Выбрать главу

Дэгни повернулась к Реардэну, пораженная внезапной мыслью, но замерла на месте и замолчала, так и не сказав то, что сочла за лучшее не говорить. Она стояла, глядя на него с медленной светлой улыбкой.

Где-то в глубине своего существа он знал ту мысль, которую она не захотела высказать, он представлял ее в той еще только зарождающейся форме, которая найдет свое словесное выражение в будущем. Сейчас он не останавливался, чтобы постичь это, потому что в озарившем его просветлении другая мысль, что предшествовала той, стала ясной ему и долго удерживала его. Он поднялся, подошел к Дэгни и крепко обнял ее.

Казалось, их тела были двумя потоками, бьющими вверх в одном направлении, и каждый поток нес все их сознание к тому мгновению, когда их губы слились в поцелуе.

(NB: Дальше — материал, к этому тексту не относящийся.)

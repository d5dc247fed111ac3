use std::sync::Arc;

use medipaw_api::app::{build_app, AppConfig};
use medipaw_infra::{ExpirySweeper, SweeperConfig};

#[tokio::main]
async fn main() -> anyhow::Result<()> {
    medipaw_observability::init();

    let gateway_secret = std::env::var("GATEWAY_SECRET").unwrap_or_else(|_| {
        tracing::warn!("GATEWAY_SECRET not set; using insecure dev default");
        "dev-secret".to_string()
    });
    let currency = std::env::var("CURRENCY").unwrap_or_else(|_| "INR".to_string());
    let bind_addr = std::env::var("BIND_ADDR").unwrap_or_else(|_| "0.0.0.0:8080".to_string());

    let (app, state) = build_app(AppConfig {
        gateway_secret,
        currency,
    });

    let sweeper = ExpirySweeper::spawn(Arc::clone(&state.service), SweeperConfig::default());

    let listener = tokio::net::TcpListener::bind(&bind_addr).await?;
    tracing::info!("listening on {}", listener.local_addr()?);

    axum::serve(listener, app)
        .with_graceful_shutdown(shutdown_signal())
        .await?;

    // Stop the sweep thread before the process exits.
    sweeper.shutdown();
    Ok(())
}

async fn shutdown_signal() {
    let _ = tokio::signal::ctrl_c().await;
    tracing::info!("shutdown requested");
}
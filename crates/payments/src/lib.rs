//! Payment intents and gateway callback verification.
//!
//! The verifier is the sole authority for marking an order paid. It fails
//! closed on any signature or amount mismatch and acknowledges duplicate
//! callbacks idempotently.

pub mod gateway;

pub use gateway::{
    CallbackPayload, PaymentError, PaymentGateway, PaymentIntent, Verification,
    DEFAULT_INTENT_TTL_MINUTES,
};
//! Order domain module.
//!
//! This crate contains the order lifecycle state machine, implemented purely
//! as deterministic domain logic (no IO, no HTTP, no storage). The
//! fulfillment service in `medipaw-infra` is the only writer of order state.

pub mod order;

pub use order::{
    ApplyGating, BeginPayment, CancelActor, CancelOrder, CompleteFulfillment, ConfirmPayment,
    CreateOrder, FailPayment, FulfillmentStatus, MarkOutOfStock, Order, OrderCommand, OrderEvent,
    OrderId, OrderLine, PaymentStatus,
};
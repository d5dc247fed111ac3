use std::collections::HashMap;
use std::sync::RwLock;

use medipaw_orders::{FulfillmentStatus, Order, OrderId};

use super::{OrderStore, StoreError};

/// In-memory order store.
///
/// Intended for dev and tests. Not optimized for performance.
#[derive(Debug, Default)]
pub struct InMemoryOrderStore {
    orders: RwLock<HashMap<OrderId, Order>>,
}

impl InMemoryOrderStore {
    pub fn new() -> Self {
        Self::default()
    }
}

impl OrderStore for InMemoryOrderStore {
    fn insert(&self, order: &Order) -> Result<(), StoreError> {
        let mut orders = self.orders.write().unwrap_or_else(|e| e.into_inner());
        if orders.contains_key(&order.id_typed()) {
            return Err(StoreError::Conflict(format!(
                "order {} already exists",
                order.id_typed()
            )));
        }
        orders.insert(order.id_typed(), order.clone());
        Ok(())
    }

    fn update(&self, order: &Order) -> Result<(), StoreError> {
        let mut orders = self.orders.write().unwrap_or_else(|e| e.into_inner());
        match orders.get_mut(&order.id_typed()) {
            Some(existing) => {
                *existing = order.clone();
                Ok(())
            }
            None => Err(StoreError::NotFound),
        }
    }

    fn load(&self, id: OrderId) -> Result<Order, StoreError> {
        let orders = self.orders.read().unwrap_or_else(|e| e.into_inner());
        orders.get(&id).cloned().ok_or(StoreError::NotFound)
    }

    fn list_by_status(&self, status: FulfillmentStatus) -> Result<Vec<Order>, StoreError> {
        let orders = self.orders.read().unwrap_or_else(|e| e.into_inner());
        Ok(orders
            .values()
            .filter(|o| o.fulfillment_status() == status)
            .cloned()
            .collect())
    }
}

То, что она чувствовала в этот момент, содержало в себе, как одну из безымянных частей, осознание красоты той позы, в которой он сейчас находился, сжимая ее в объятьях. Они стояли посреди комнаты, возвышаясь над огнями города.

Он знал, он открыл сегодня вечером, что вернувшаяся любовь к жизни не принесена возвратившейся страстью, – страсть вернулась лишь после того, как он вновь обрел мир, любовь, ценность и смысл мира; страсть была не реакцией на близость тела Дэгни, а празднованием своей воли к жизни.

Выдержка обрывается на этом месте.